◆ SUPPLIED DATA:
-------------------------

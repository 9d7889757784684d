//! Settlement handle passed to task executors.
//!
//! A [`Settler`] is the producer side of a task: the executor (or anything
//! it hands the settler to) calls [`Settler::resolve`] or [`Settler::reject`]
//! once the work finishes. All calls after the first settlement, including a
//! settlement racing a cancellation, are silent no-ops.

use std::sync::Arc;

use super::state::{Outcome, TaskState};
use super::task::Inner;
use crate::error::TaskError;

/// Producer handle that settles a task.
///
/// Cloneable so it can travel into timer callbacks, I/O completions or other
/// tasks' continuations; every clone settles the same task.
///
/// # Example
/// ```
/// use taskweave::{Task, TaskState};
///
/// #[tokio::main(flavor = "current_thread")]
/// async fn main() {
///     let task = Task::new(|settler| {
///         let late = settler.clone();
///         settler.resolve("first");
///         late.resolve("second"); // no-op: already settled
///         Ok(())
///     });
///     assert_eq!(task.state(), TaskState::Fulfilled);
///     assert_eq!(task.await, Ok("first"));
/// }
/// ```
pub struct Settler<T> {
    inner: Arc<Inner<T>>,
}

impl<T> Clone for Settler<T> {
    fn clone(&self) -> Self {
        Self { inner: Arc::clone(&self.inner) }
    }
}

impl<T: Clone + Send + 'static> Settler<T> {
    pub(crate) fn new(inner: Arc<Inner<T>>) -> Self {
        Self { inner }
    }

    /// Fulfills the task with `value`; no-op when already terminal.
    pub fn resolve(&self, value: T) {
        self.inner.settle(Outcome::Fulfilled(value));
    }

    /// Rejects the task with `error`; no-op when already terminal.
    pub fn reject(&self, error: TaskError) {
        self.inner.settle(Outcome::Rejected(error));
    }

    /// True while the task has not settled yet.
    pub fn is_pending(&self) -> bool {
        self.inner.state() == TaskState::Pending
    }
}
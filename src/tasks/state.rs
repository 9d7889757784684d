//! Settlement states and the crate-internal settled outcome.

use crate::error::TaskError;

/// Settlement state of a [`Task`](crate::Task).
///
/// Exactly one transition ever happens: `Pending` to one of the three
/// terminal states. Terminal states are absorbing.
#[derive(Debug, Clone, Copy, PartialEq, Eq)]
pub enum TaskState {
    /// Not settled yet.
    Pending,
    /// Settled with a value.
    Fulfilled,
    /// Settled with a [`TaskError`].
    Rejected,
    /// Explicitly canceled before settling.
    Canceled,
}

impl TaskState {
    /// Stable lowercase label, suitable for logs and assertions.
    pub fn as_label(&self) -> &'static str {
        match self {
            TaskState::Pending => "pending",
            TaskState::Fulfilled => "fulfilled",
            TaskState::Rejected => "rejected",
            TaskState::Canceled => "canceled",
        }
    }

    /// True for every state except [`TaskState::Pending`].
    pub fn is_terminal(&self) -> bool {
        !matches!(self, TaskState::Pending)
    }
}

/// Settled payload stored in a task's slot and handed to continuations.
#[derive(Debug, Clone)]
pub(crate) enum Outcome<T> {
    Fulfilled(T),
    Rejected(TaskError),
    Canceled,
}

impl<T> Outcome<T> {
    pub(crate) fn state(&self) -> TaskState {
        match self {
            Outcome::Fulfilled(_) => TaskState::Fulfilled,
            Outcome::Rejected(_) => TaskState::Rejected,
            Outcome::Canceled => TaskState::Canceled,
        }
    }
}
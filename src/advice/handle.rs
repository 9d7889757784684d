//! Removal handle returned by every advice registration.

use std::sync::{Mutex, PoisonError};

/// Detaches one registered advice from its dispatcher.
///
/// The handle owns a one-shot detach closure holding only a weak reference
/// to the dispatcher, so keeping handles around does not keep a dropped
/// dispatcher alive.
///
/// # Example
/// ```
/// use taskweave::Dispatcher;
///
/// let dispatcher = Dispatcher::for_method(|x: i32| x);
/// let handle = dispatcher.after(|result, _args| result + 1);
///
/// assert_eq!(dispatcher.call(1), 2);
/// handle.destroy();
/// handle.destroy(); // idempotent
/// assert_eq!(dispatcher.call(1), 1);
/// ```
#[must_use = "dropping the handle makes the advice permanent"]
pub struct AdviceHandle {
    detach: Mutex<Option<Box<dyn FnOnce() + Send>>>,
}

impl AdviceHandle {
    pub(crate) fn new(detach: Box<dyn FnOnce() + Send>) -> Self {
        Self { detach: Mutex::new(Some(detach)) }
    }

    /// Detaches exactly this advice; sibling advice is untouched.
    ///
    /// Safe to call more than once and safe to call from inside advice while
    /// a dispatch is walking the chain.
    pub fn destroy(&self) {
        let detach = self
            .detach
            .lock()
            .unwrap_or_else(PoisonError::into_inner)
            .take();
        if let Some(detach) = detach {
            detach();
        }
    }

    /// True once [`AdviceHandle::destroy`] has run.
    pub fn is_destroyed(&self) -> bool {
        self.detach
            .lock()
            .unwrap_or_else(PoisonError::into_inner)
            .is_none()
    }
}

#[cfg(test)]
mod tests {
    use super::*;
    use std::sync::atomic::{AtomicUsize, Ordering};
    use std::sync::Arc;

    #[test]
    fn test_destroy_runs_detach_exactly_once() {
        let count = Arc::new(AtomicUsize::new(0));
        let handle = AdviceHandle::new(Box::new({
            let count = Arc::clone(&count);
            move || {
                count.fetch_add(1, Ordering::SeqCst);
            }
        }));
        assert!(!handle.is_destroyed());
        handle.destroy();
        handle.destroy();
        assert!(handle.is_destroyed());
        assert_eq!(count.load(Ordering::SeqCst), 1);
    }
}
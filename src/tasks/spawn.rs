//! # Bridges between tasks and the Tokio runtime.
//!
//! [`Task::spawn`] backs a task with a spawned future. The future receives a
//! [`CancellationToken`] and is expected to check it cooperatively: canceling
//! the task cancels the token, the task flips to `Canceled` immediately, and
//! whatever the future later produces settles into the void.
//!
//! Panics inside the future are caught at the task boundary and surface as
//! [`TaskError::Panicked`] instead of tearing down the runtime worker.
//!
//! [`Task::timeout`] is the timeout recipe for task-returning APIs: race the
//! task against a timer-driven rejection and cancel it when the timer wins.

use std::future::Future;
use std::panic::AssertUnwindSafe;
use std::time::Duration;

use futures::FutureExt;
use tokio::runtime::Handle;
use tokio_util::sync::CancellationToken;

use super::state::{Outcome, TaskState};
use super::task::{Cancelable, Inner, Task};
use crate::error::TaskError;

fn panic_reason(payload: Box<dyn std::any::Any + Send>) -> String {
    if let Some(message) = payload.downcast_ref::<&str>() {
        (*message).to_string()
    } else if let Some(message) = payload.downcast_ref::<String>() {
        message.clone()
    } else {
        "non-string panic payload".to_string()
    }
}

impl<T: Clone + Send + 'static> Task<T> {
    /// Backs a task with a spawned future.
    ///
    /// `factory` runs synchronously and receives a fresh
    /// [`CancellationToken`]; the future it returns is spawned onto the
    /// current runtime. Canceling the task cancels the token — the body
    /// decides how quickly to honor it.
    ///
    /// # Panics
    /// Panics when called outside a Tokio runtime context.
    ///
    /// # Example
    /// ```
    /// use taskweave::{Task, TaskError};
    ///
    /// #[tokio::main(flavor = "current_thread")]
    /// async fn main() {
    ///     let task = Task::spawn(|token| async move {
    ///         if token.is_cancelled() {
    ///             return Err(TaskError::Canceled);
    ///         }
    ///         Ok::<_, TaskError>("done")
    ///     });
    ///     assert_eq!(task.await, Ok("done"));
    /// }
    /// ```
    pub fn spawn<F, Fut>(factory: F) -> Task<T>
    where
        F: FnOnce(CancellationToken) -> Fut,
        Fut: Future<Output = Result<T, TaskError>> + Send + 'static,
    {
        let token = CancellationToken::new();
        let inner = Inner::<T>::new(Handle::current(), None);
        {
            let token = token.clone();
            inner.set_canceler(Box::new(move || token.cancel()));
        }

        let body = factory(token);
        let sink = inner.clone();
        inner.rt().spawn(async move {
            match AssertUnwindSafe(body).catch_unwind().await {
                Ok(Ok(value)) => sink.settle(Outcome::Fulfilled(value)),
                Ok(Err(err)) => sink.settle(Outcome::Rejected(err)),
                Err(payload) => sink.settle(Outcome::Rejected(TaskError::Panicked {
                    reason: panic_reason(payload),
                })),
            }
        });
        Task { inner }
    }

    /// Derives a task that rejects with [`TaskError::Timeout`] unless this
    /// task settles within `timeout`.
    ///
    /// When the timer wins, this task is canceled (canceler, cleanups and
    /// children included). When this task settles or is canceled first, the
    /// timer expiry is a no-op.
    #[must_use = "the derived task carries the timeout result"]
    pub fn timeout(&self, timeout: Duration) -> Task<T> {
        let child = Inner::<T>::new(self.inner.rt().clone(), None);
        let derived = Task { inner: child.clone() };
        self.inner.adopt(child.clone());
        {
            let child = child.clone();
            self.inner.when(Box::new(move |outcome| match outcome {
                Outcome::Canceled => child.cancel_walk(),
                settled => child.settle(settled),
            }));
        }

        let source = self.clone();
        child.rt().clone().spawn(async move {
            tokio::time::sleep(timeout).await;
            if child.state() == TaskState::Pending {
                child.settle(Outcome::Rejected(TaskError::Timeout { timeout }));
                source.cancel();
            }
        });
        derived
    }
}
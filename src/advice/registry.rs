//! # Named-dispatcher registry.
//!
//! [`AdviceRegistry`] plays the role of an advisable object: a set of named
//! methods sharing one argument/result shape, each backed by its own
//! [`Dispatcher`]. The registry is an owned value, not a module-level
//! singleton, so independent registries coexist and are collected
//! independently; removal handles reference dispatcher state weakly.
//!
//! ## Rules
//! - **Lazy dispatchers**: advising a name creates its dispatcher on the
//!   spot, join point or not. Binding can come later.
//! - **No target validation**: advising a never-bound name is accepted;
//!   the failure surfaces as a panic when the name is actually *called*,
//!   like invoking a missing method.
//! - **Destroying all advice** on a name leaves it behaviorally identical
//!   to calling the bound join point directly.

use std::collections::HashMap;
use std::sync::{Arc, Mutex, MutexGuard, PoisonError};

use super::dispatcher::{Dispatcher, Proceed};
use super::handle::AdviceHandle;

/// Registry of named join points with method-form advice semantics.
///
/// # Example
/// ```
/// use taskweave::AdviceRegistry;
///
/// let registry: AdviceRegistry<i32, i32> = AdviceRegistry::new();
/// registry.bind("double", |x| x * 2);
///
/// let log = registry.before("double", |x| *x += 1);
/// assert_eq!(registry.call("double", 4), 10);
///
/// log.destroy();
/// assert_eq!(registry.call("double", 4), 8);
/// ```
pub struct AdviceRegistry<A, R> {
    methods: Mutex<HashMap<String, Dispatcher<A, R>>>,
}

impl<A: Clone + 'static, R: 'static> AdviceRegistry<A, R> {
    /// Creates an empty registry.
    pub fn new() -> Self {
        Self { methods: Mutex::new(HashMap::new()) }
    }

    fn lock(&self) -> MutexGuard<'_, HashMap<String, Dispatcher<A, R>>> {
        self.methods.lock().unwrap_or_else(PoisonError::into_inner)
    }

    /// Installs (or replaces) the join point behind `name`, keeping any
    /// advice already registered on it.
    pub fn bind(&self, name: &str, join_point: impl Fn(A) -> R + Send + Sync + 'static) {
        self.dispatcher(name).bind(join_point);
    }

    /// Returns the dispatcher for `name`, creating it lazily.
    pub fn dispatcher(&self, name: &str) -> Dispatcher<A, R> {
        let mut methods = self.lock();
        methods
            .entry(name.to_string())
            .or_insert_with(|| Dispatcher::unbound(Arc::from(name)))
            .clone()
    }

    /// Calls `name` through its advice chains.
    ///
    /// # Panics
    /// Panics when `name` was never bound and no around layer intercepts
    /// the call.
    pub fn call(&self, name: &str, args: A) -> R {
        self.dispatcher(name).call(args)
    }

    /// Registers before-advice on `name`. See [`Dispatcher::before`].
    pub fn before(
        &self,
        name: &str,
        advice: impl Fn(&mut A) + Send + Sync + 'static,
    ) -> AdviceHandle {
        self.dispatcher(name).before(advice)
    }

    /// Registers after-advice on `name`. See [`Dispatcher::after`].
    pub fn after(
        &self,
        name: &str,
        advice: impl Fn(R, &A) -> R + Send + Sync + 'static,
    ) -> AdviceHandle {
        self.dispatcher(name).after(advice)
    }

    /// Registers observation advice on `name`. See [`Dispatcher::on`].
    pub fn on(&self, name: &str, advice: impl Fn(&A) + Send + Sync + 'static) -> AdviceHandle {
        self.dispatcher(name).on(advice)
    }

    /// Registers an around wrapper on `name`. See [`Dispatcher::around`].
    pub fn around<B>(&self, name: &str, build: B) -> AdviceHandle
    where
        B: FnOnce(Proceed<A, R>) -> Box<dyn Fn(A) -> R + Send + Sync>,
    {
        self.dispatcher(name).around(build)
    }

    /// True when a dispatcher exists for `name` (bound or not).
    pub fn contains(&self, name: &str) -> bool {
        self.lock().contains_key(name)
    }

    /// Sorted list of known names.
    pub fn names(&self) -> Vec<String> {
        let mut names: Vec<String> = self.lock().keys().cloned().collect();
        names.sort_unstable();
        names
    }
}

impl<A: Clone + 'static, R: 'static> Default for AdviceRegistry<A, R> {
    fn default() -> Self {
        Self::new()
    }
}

-------------------------

◆ YOUR OBJECTIVE: Set down, from the entries above, exactly the lines from the one with "self.inner.adopt(child.clone());" up to and including the one with "pub fn new()", and no other lines.

◆ TASK RESPONSE:
        self.inner.adopt(child.clone());
        {
            let child = child.clone();
            self.inner.when(Box::new(move |outcome| match outcome {
                Outcome::Canceled => child.cancel_walk(),
                settled => child.settle(settled),
            }));
        }

        let source = self.clone();
        child.rt().clone().spawn(async move {
            tokio::time::sleep(timeout).await;
            if child.state() == TaskState::Pending {
                child.settle(Outcome::Rejected(TaskError::Timeout { timeout }));
                source.cancel();
            }
        });
        derived
    }
}
filename src/advice/registry.rs
//! # Named-dispatcher registry.
//!
//! [`AdviceRegistry`] plays the role of an advisable object: a set of named
//! methods sharing one argument/result shape, each backed by its own
//! [`Dispatcher`]. The registry is an owned value, not a module-level
//! singleton, so independent registries coexist and are collected
//! independently; removal handles reference dispatcher state weakly.
//!
//! ## Rules
//! - **Lazy dispatchers**: advising a name creates its dispatcher on the
//!   spot, join point or not. Binding can come later.
//! - **No target validation**: advising a never-bound name is accepted;
//!   the failure surfaces as a panic when the name is actually *called*,
//!   like invoking a missing method.
//! - **Destroying all advice** on a name leaves it behaviorally identical
//!   to calling the bound join point directly.

use std::collections::HashMap;
use std::sync::{Arc, Mutex, MutexGuard, PoisonError};

use super::dispatcher::{Dispatcher, Proceed};
use super::handle::AdviceHandle;

/// Registry of named join points with method-form advice semantics.
///
/// # Example
/// ```
/// use taskweave::AdviceRegistry;
///
/// let registry: AdviceRegistry<i32, i32> = AdviceRegistry::new();
/// registry.bind("double", |x| x * 2);
///
/// let log = registry.before("double", |x| *x += 1);
/// assert_eq!(registry.call("double", 4), 10);
///
/// log.destroy();
/// assert_eq!(registry.call("double", 4), 8);
/// ```
pub struct AdviceRegistry<A, R> {
    methods: Mutex<HashMap<String, Dispatcher<A, R>>>,
}

impl<A: Clone + 'static, R: 'static> AdviceRegistry<A, R> {
    /// Creates an empty registry.
    pub fn new() -> Self {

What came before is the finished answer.